CONTACT FOR REAGENT AND RESOURCE SHARING
Further information and requests for resources and reagents should be directed to and will be fulfilled by the Lead Contact, Jeremy F. Reiter (jeremy.reiter@ucsf.edu).
METHOD DETAILS
Cell Culture
Med1 cells, and Ptch1−/−, Smo−/− and Sufu−/− MEFs, were cultured in Dulbecco’s Modified Eagle Medium (DMEM, Thermo Fisher Scientific, Waltham, MA) supplemented with 10% fetal bovine serum (FBS) and glutamine. NIH/3T3, Flp-IN-3T3 and SHH Light II cells were cultured similarly except in 10% fetal calf serum. ASZ cells were cultured in 154-CF media (Thermo Fisher Scientific) supplemented with glutamine, pen/strep and 4% FBS chelexed to remove calcium (6.7 parts chelexed FBS plus 1 part non-chelexed FBS). LLC-PK1 cells were cultured in Media 199 (Thermo Fisher Scientific) supplemented with 3% FBS, bicarbonate and glutamine.
To promote ciliogenesis, cell lines other than LLC-PK1 cells were cultured in Opti-MEM (Thermo Fisher Scientific). SHH, SAG, CYA and vismodegib were added for 24 hr; glucocorticoids, oxysterols, and sterols were added for 30–36 hr; and CNX was added for 48 hr.
Chemistry
Reagents and solvents were purchased from Sigma-Aldrich and used as received unless otherwise indicated. A synthetic mechanism is diagramed in Figure S2B. Compound 1 was prepared as previously described (Windsor et al., 2013). Flash column chromatography was carried out using a Biotage Isolera Four system and SiliaSep silica gel cartridges from Silicycle. 1H NMR spectra were recorded on a Varian INOVA-400 400MHz spectrometer. Chemical shifts are reported in d units (ppm) relative to residual solvent peak. Coupling constants (J) are reported in hertz (Hz).
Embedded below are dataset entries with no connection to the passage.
use std::fmt;

use chrono::{DateTime, Utc};
use serde::{Deserialize, Serialize};
use serde_json::{Map, Value};

/// Priority assigned to tasks that do not carry one.
pub const DEFAULT_PRIORITY: i64 = 999;

fn default_priority() -> i64 {
    DEFAULT_PRIORITY
}

/// Lifecycle status of a queued task.
#[derive(Clone, Copy, Debug, Default, Serialize, Deserialize, PartialEq, Eq, Hash)]
#[serde(rename_all = "lowercase")]
pub enum TaskStatus {
    /// Parked; never selected.
    #[default]
    Off,
    /// Eligible for selection.
    On,
    /// Handed to the executor. Persisted before the child process starts.
    Running,
    /// Finished successfully and does not repeat.
    Done,
    /// Last attempt failed.
    Failed,
}

impl TaskStatus {
    pub fn as_str(self) -> &'static str {
        match self {
            TaskStatus::Off => "off",
            TaskStatus::On => "on",
            TaskStatus::Running => "running",
            TaskStatus::Done => "done",
            TaskStatus::Failed => "failed",
        }
    }
}

impl fmt::Display for TaskStatus {
    fn fmt(&self, f: &mut fmt::Formatter<'_>) -> fmt::Result {
        f.write_str(self.as_str())
    }
}

/// Tool allow-list as written in the queue or config file.
///
/// Both a single comma separated string and a JSON array are accepted and
/// written back in the form they were read.
#[derive(Clone, Debug, Serialize, Deserialize, PartialEq, Eq)]
#[serde(untagged)]
pub enum AllowedTools {
    Joined(String),
    List(Vec<String>),
}

impl AllowedTools {
    /// Individual tool patterns.
    pub fn entries(&self) -> Vec<String> {
        match self {
            AllowedTools::Joined(s) => s
                .split(',')
                .map(str::trim)
                .filter(|t| !t.is_empty())
                .map(str::to_string)
                .collect(),
            AllowedTools::List(items) => items
                .iter()
                .map(|t| t.trim().to_string())
                .filter(|t| !t.is_empty())
                .collect(),
        }
    }

    /// Value passed to `--allowedTools`.
    pub fn to_arg(&self) -> String {
        self.entries().join(",")
    }

    pub fn is_empty(&self) -> bool {
        self.entries().is_empty()
    }
}

/// Queue entry.
#[derive(Clone, Debug, Serialize, Deserialize, PartialEq)]
#[serde(rename_all = "camelCase")]
pub struct Task {
    /// Stable unique id. Also names the task's run-context and report files.
    pub id: String,
    #[serde(default)]
    pub name: String,
    /// Text sent to the executor.
    #[serde(default)]
    pub prompt: String,
    #[serde(default, skip_serializing_if = "Option::is_none")]
    pub project_dir: Option<String>,
    #[serde(default)]
    pub status: TaskStatus,
    /// Lower is more urgent.
    #[serde(default = "default_priority")]
    pub priority: i64,
    #[serde(default, skip_serializing_if = "Option::is_none")]
    pub model: Option<String>,
    #[serde(default, skip_serializing_if = "Option::is_none")]
    pub allowed_tools: Option<AllowedTools>,
    #[serde(default, rename = "maxBudgetUSD", skip_serializing_if = "Option::is_none")]
    pub max_budget_usd: Option<f64>,
    #[serde(default)]
    pub repeat: bool,
    #[serde(default, skip_serializing_if = "Option::is_none")]
    pub yolo: Option<bool>,

    /// Keys this program does not interpret; kept so a rewrite loses nothing.
    #[serde(flatten)]
    pub extra: Map<String, Value>,
}

impl Task {
    /// Minimal task, mostly useful for tests and fixtures.
    pub fn new(id: impl Into<String>, name: impl Into<String>, prompt: impl Into<String>) -> Self {
        Self {
            id: id.into(),
            name: name.into(),
            prompt: prompt.into(),
            project_dir: None,
            status: TaskStatus::Off,
            priority: DEFAULT_PRIORITY,
            model: None,
            allowed_tools: None,
            max_budget_usd: None,
            repeat: false,
            yolo: None,
            extra: Map::new(),
        }
    }

    /// Name for display, falling back to the id.
    pub fn label(&self) -> &str {
        if self.name.is_empty() {
            &self.id
        } else {
            &self.name
        }
    }
}

/// The task queue document: `{"tasks": [...]}`.
#[derive(Clone, Debug, Default, Serialize, Deserialize, PartialEq)]
pub struct TaskQueue {
    #[serde(default)]
    pub tasks: Vec<Task>,

    #[serde(flatten)]
    pub extra: Map<String, Value>,
}

impl TaskQueue {
    pub fn new(tasks: Vec<Task>) -> Self {
        Self {
            tasks,
            extra: Map::new(),
        }
    }

    pub fn get(&self, task_id: &str) -> Option<&Task> {
        self.tasks.iter().find(|t| t.id == task_id)
    }

    pub fn get_mut(&mut self, task_id: &str) -> Option<&mut Task> {
        self.tasks.iter_mut().find(|t| t.id == task_id)
    }
}

/// Outcome of one executor invocation.
#[derive(Clone, Debug, Serialize, Deserialize, PartialEq)]
#[serde(rename_all = "camelCase")]
pub struct ExecutionResult {
    pub success: bool,
    #[serde(rename = "costUSD")]
    pub cost_usd: Option<f64>,
    pub duration_ms: u64,
    pub error: Option<String>,
    /// Parsed structured output, or `{"result": "<raw text>"}` when the
    /// output was not JSON.
    pub raw_output: Value,
    #[serde(default)]
    pub exit_code: Option<i32>,
}

impl ExecutionResult {
    /// Failed attempt that never produced output (spawn error and similar).
    pub fn failed(error: impl Into<String>, duration_ms: u64) -> Self {
        Self {
            success: false,
            cost_usd: None,
            duration_ms,
            error: Some(error.into()),
            raw_output: Value::Null,
            exit_code: None,
        }
    }
}

/// Append-only history entry, one per executed cycle.
#[derive(Clone, Debug, Serialize, Deserialize, PartialEq)]
#[serde(rename_all = "camelCase")]
pub struct HistoryRecord {
    pub timestamp: DateTime<Utc>,
    pub task_id: String,
    pub task_name: String,
    pub success: bool,
    #[serde(rename = "costUSD")]
    pub cost_usd: Option<f64>,
    pub duration_ms: u64,
    pub error: Option<String>,
}

impl HistoryRecord {
    pub fn from_result(task: &Task, result: &ExecutionResult, timestamp: DateTime<Utc>) -> Self {
        Self {
            timestamp,
            task_id: task.id.clone(),
            task_name: task.name.clone(),
            success: result.success,
            cost_usd: result.cost_usd,
            duration_ms: result.duration_ms,
            error: result.error.clone(),
        }
    }
}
Characterization data are reported as follows: chemical shift, multiplicity (s = singlet, d = doublet, t = triplet, m = multiplet), coupling constants, number of protons and mass to charge ratio. LCMS analyses were performed on a Waters Micromass ZQ/Waters 2795 Separation Module/Waters 2996 Photodiode Array Detector/Waters 2424 Evaporative Light Scattering Detector system.
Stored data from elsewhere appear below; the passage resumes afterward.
mod logging;
mod render;
use crate::render::{page_title, TextGrid};
use anyhow::Context;
use dategrid::{parse_weekday, CalendarMode, DateGrid, DateInterval, Gregorian};
use lexopt::{Arg, Parser, ValueExt};
use time::{format_description::FormatItem, macros::format_description, Date, UtcOffset, Weekday};
use tracing::warn;

static YMD_FMT: &[FormatItem<'_>] = format_description!("[year]-[month]-[day]");

#[derive(Clone, Debug, PartialEq)]
enum Command {
    Run(Options),
    Help,
    Version,
}

#[derive(Clone, Debug, PartialEq)]
struct Options {
    start: Date,
    end: Date,
    mode: CalendarMode,
    first_weekday: Weekday,
    date: Option<Date>,
    list: bool,
    verbosity: u8,
}

impl Command {
    fn from_parser(mut parser: Parser) -> Result<Command, lexopt::Error> {
        let mut start = None;
        let mut end = None;
        let mut mode = CalendarMode::Month;
        let mut first_weekday = Weekday::Sunday;
        let mut date = None;
        let mut list = false;
        let mut verbosity = 0u8;
        while let Some(arg) = parser.next()? {
            match arg {
                Arg::Short('h') | Arg::Long("help") => return Ok(Command::Help),
                Arg::Short('V') | Arg::Long("version") => return Ok(Command::Version),
                Arg::Short('m') | Arg::Long("mode") => mode = parser.value()?.parse()?,
                Arg::Short('f') | Arg::Long("first-weekday") => {
                    first_weekday = parser.value()?.parse_with(parse_weekday)?;
                }
                Arg::Short('d') | Arg::Long("date") => {
                    date = Some(parser.value()?.parse_with(parse_ymd)?);
                }
                Arg::Short('l') | Arg::Long("list") => list = true,
                Arg::Short('v') | Arg::Long("verbose") => verbosity = verbosity.saturating_add(1),
                Arg::Value(value) if start.is_none() => start = Some(value.parse_with(parse_ymd)?),
                Arg::Value(value) if end.is_none() => end = Some(value.parse_with(parse_ymd)?),
                _ => return Err(arg.unexpected()),
            }
        }
        let (Some(start), Some(end)) = (start, end) else {
            return Err("missing START and END dates".into());
        };
        Ok(Command::Run(Options {
            start,
            end,
            mode,
            first_weekday,
            date,
            list,
            verbosity,
        }))
    }

    fn run(self) -> anyhow::Result<()> {
        match self {
            Command::Run(opts) => opts.run(),
            Command::Help => {
                println!("Usage: dategrid [options] <START> <END>");
                println!();
                println!("Show one page of a month- or week-paged calendar grid");
                println!();
                println!("Dates are given as YYYY-MM-DD.  Days from neighboring months are");
                println!("shown in parentheses.");
                println!();
                println!("Options:");
                println!("  -m, --mode <MODE>           Page by \"month\" (default), \"week\", or");
                println!("                              \"week:HEIGHT\"");
                println!("  -f, --first-weekday <DAY>   First day of each week [default: sunday]");
                println!("  -d, --date <DATE>           Show the page containing DATE");
                println!("  -l, --list                  List the pages instead of showing one");
                println!("  -v, --verbose               Log more details to stderr; repeatable");
                println!("  -h, --help                  Display this help message and exit");
                println!("  -V, --version               Show the program version and exit");
                Ok(())
            }
            Command::Version => {
                println!("{} {}", env!("CARGO_PKG_NAME"), env!("CARGO_PKG_VERSION"));
                Ok(())
            }
        }
    }
}

impl Options {
    fn run(self) -> anyhow::Result<()> {
        logging::init(self.verbosity);
        for line in self.output(host_offset())? {
            println!("{line}");
        }
        Ok(())
    }

    /// Computes the lines to print, reading dates in the time zone `offset`
    fn output(&self, offset: UtcOffset) -> anyhow::Result<Vec<String>> {
        if self.start > self.end {
            anyhow::bail!("start date {} is after end date {}", self.start, self.end);
        }
        let interval = DateInterval::try_new(
            self.start.midnight().assume_offset(offset),
            self.end.midnight().assume_offset(offset),
        )?;
        let mut text = TextGrid::new(self.first_weekday);
        let mut grid =
            DateGrid::<Gregorian, _>::new(interval, self.mode, |cell| text.push(cell));
        // The placeholder calendar is replaced once the host's settings are
        // known, as a GUI host would do after attaching the grid.
        grid.set_calendar(
            Gregorian::new()
                .with_first_weekday(self.first_weekday)
                .with_offset(offset),
        );
        if self.list {
            return Ok(grid
                .pages()
                .iter()
                .enumerate()
                .map(|(i, anchor)| format!("{i:>4}  {}", page_title(*anchor)))
                .collect());
        }
        if let Some(date) = self.date {
            grid.select_date(date)
                .with_context(|| format!("{date} is not within {} to {}", self.start, self.end))?;
        }
        grid.render();
        Ok(text.lines())
    }
}

fn parse_ymd(s: &str) -> Result<Date, time::error::Parse> {
    Date::parse(s, &YMD_FMT)
}

fn host_offset() -> UtcOffset {
    UtcOffset::current_local_offset().unwrap_or_else(|e| {
        warn!("Failed to determine local UTC offset ({e}); using UTC");
        UtcOffset::UTC
    })
}

fn main() -> anyhow::Result<()> {
    Command::from_parser(Parser::from_env())?.run()
}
To synthesize Compound 2 (Figure S2B), a 1 M solution of tetrabutyl ammonium fluoride in tetrahydrofuran (0.126 ml, 0.1 mmol) was added to a solution of (6R)-6-[(2R,5S,15R)-5-[(tert-butyldimethylsilyl)oxy]-2,15-dimethyltetracyclo[8.7.0.02,7.011,15]heptadec-7en-14-yl]hept-1-yn-3-ol (1)(0.045 g, 0.1 mmol) in tetrahydrofuran (1 mL) cooled to 0°C. After stirring at room temperature for 18 h, the reaction mixture was diluted with ethyl acetate and washed with water and brine. The organic layers were dried over magnesium sulfate, concentrated under reduced pressure and purified by flash column chromatography (0%–50% ethyl acetate/hexanes) to obtain 31 mg (90%) of Compound 2 as a white solid.
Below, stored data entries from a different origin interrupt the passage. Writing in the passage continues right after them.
use crate::calendar::{CalendarSystem, Granularity};
use crate::interval::DateInterval;
use crate::mode::CalendarMode;
use std::iter::successors;
use time::{Date, Month};
use tracing::{debug, warn};

/// The identity of a single page: the first day of the week or month that the
/// page shows.
///
/// Anchors are always normalized to the start of their unit, so two anchors
/// for the same week or month compare equal no matter which day or time was
/// used to find them.
#[derive(Clone, Copy, Debug, Eq, Hash, Ord, PartialEq, PartialOrd)]
pub struct PageAnchor {
    start: Date,
    granularity: Granularity,
}

impl PageAnchor {
    /// Returns the anchor of the week or month containing `date`
    pub fn containing<C: CalendarSystem + ?Sized>(
        granularity: Granularity,
        date: Date,
        calendar: &C,
    ) -> Option<PageAnchor> {
        let start = calendar.start_of(granularity, date)?;
        Some(PageAnchor { start, granularity })
    }

    /// The first day of the page's week or month
    pub fn start(&self) -> Date {
        self.start
    }

    pub fn granularity(&self) -> Granularity {
        self.granularity
    }

    pub fn year(&self) -> i32 {
        self.start.year()
    }

    pub fn month(&self) -> Month {
        self.start.month()
    }

    /// Tests whether `date` falls in this page's own week or month
    pub fn contains<C: CalendarSystem + ?Sized>(&self, date: Date, calendar: &C) -> bool {
        calendar.is_same(self.start, date, self.granularity)
    }

    pub fn next<C: CalendarSystem + ?Sized>(&self, calendar: &C) -> Option<PageAnchor> {
        self.step(1, calendar)
    }

    pub fn previous<C: CalendarSystem + ?Sized>(&self, calendar: &C) -> Option<PageAnchor> {
        self.step(-1, calendar)
    }

    fn step<C: CalendarSystem + ?Sized>(&self, count: i32, calendar: &C) -> Option<PageAnchor> {
        let date = calendar.add(self.granularity, count, self.start)?;
        PageAnchor::containing(self.granularity, date, calendar)
    }
}

/// Computes the pages covering `interval`, from the page containing its start
/// through the page containing its end, one week or month apart.
///
/// A reversed interval has no pages.
pub fn pages<C: CalendarSystem + ?Sized>(
    interval: DateInterval,
    mode: CalendarMode,
    calendar: &C,
) -> Vec<PageAnchor> {
    if interval.is_reversed() {
        debug!(
            start = %interval.start(),
            end = %interval.end(),
            "Interval is reversed; no pages"
        );
        return Vec::new();
    }
    let unit = mode.granularity();
    let Some((first, last)) = endpoint_anchors(interval, unit, calendar) else {
        warn!(
            start = %interval.start(),
            end = %interval.end(),
            "Interval lies outside the calendar's range of dates"
        );
        return Vec::new();
    };
    let anchors = successors(Some(first), |a| a.next(calendar).filter(|b| b > a))
        .take_while(|a| *a <= last)
        .collect::<Vec<_>>();
    if anchors.last() != Some(&last) {
        let stopped_at = anchors.last().map_or(first.start, |a| a.start);
        warn!(
            %stopped_at,
            expected = %last.start,
            "Calendar stopped advancing before the end of the interval"
        );
    }
    debug!(
        ?unit,
        count = anchors.len(),
        first = %first.start,
        last = %last.start,
        "Computed pages"
    );
    anchors
}

fn endpoint_anchors<C: CalendarSystem + ?Sized>(
    interval: DateInterval,
    unit: Granularity,
    calendar: &C,
) -> Option<(PageAnchor, PageAnchor)> {
    let start = calendar.date_of(interval.start())?;
    let end = calendar.date_of(interval.end())?;
    Some((
        PageAnchor::containing(unit, start, calendar)?,
        PageAnchor::containing(unit, end, calendar)?,
    ))
}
1H NMR (400 MHz, CDCl3) mixture of isomers d 5.37–5.39 (m, 1H), 4.35 (t, J = 6.5 Hz, 1H), 3.54–3.56 (m, 1H), 2.49 (t, J = 2.3 Hz, 1H), 2.25–2.31 (m, 2H), 2.00–2.04 (m, 2H), 1.77–1.90 (m, 5H), 1.42–1.65 (m, 12H), 1.10–1.30 (m, 9H), 1.03 (s, 3H), 0.95–0.99 (m, 4H), 0.71 (s, 3H); 13C NMR (100 MHz, d6-DMSO) d 140.77, 121.70, 85.03, 72.94, 72.79, 71.82, 62.88, 62.73, 56.76, 55.81, 50.11, 42.35, 42.31, 39.79, 37.26, 36.51, 35.38, 35.36, 34.29, 34.22, 31.91, 31.68, 31.13, 31.01, 28.15, 24.28, 21.09, 19.42, 18.72, 18.67, 11.89; LCMS m/z 407.06 (MNa+).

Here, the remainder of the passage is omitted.